SUPPLIED RECORDS.
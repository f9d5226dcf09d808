pub mod catalog;
pub mod query;

pub use catalog::{tool_definitions, ToolCatalog, ToolKind, ToolSpec};

use crate::types::{ToolCallRequest, ToolCallResult};
use crate::warehouse::{flatten_schema, QueryRequest, Warehouse};
use serde_json::{json, Value};
use tracing::debug;

/// Why a tool call could not produce a result.
#[derive(Debug, thiserror::Error)]
pub enum ToolError {
    #[error("Unknown tool: {0}")]
    UnknownTool(String),

    #[error("Missing '{0}' argument")]
    MissingArgument(&'static str),

    #[error("Invalid '{name}' argument: {reason}")]
    InvalidArgument { name: &'static str, reason: String },

    #[error("{0:#}")]
    Warehouse(#[from] anyhow::Error),
}

// ---------------------------------------------------------------------------
// Tool execution engine
// ---------------------------------------------------------------------------

/// Handles a tool needs for one submission.
pub struct ToolContext<'a> {
    pub warehouse: &'a dyn Warehouse,
    /// Dataset reported by `list_datasets`.
    pub dataset_id: &'a str,
    pub max_bytes_billed: u64,
}

/// Execute a tool call by name. Failures come back as an unsuccessful result
/// whose payload is the error text.
pub async fn execute_tool(
    ctx: &ToolContext<'_>,
    catalog: &ToolCatalog,
    request: &ToolCallRequest,
) -> ToolCallResult {
    let result = match catalog.lookup(&request.name) {
        Some(kind) => run_tool(ctx, kind, &request.arguments).await,
        None => Err(ToolError::UnknownTool(request.name.clone())),
    };

    match result {
        Ok(payload) => ToolCallResult {
            name: request.name.clone(),
            arguments: request.arguments.clone(),
            payload,
            success: true,
        },
        Err(e) => ToolCallResult {
            name: request.name.clone(),
            arguments: request.arguments.clone(),
            payload: Value::String(e.to_string()),
            success: false,
        },
    }
}

async fn run_tool(ctx: &ToolContext<'_>, kind: ToolKind, args: &Value) -> Result<Value, ToolError> {
    match kind {
        ToolKind::ListDatasets => Ok(Value::String(ctx.dataset_id.to_string())),
        ToolKind::ListTables => {
            let dataset_id = required_str(args, "dataset_id")?;
            let tables = ctx.warehouse.list_tables(dataset_id).await?;
            Ok(json!(tables))
        }
        ToolKind::GetTable => {
            let table_id = required_str(args, "table_id")?;
            let table = ctx.warehouse.get_table(table_id).await?;
            Ok(json!({
                "description": table.description,
                "num_rows": table.num_rows,
                "schema": flatten_schema(&table.schema),
            }))
        }
        ToolKind::SqlQuery => {
            let sql = query::clean_sql(required_str(args, "query")?);
            run_rows(ctx, QueryRequest::new(sql, ctx.max_bytes_billed)).await
        }
        ToolKind::AnalyzeMetrics => {
            let request = query::analyze_metrics(
                required_str(args, "table_id")?,
                &required_str_list(args, "metric_columns")?,
                ctx.max_bytes_billed,
            )?;
            run_rows(ctx, request).await
        }
        ToolKind::GetDataInsights => {
            let request = query::data_insights(
                required_str(args, "table_id")?,
                required_str(args, "time_column")?,
                required_str(args, "metric_column")?,
                ctx.max_bytes_billed,
            )?;
            run_rows(ctx, request).await
        }
        ToolKind::AnalyzeEventMetrics => {
            let request = query::event_metrics(
                required_str(args, "table_id")?,
                required_str(args, "event_name")?,
                args["metric_path"].as_str(),
                ctx.max_bytes_billed,
            )?;
            run_rows(ctx, request).await
        }
    }
}

async fn run_rows(ctx: &ToolContext<'_>, request: QueryRequest) -> Result<Value, ToolError> {
    debug!("Running query: {}", request.sql);
    let rows = ctx.warehouse.run_query(&request).await?;
    Ok(Value::Array(rows.into_iter().map(Value::Object).collect()))
}

fn required_str<'a>(args: &'a Value, name: &'static str) -> Result<&'a str, ToolError> {
    args[name]
        .as_str()
        .filter(|s| !s.trim().is_empty())
        .ok_or(ToolError::MissingArgument(name))
}

/// A string list argument; a comma-separated string is accepted too.
fn required_str_list(args: &Value, name: &'static str) -> Result<Vec<String>, ToolError> {
    match &args[name] {
        Value::Array(items) => items
            .iter()
            .map(|v| {
                v.as_str().map(str::to_string).ok_or_else(|| ToolError::InvalidArgument {
                    name,
                    reason: format!("expected a list of strings, found {}", v),
                })
            })
            .collect(),
        Value::String(s) if !s.trim().is_empty() => {
            Ok(s.split(',').map(|c| c.trim().to_string()).collect())
        }
        _ => Err(ToolError::MissingArgument(name)),
    }
}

WORK REQUEST. Across the records above, return every line that contains the word "collect".

PROBLEM SOLUTION.
    Ok(Value::Array(rows.into_iter().map(Value::Object).collect()))
            .collect(),
            Ok(s.split(',').map(|c| c.trim().to_string()).collect())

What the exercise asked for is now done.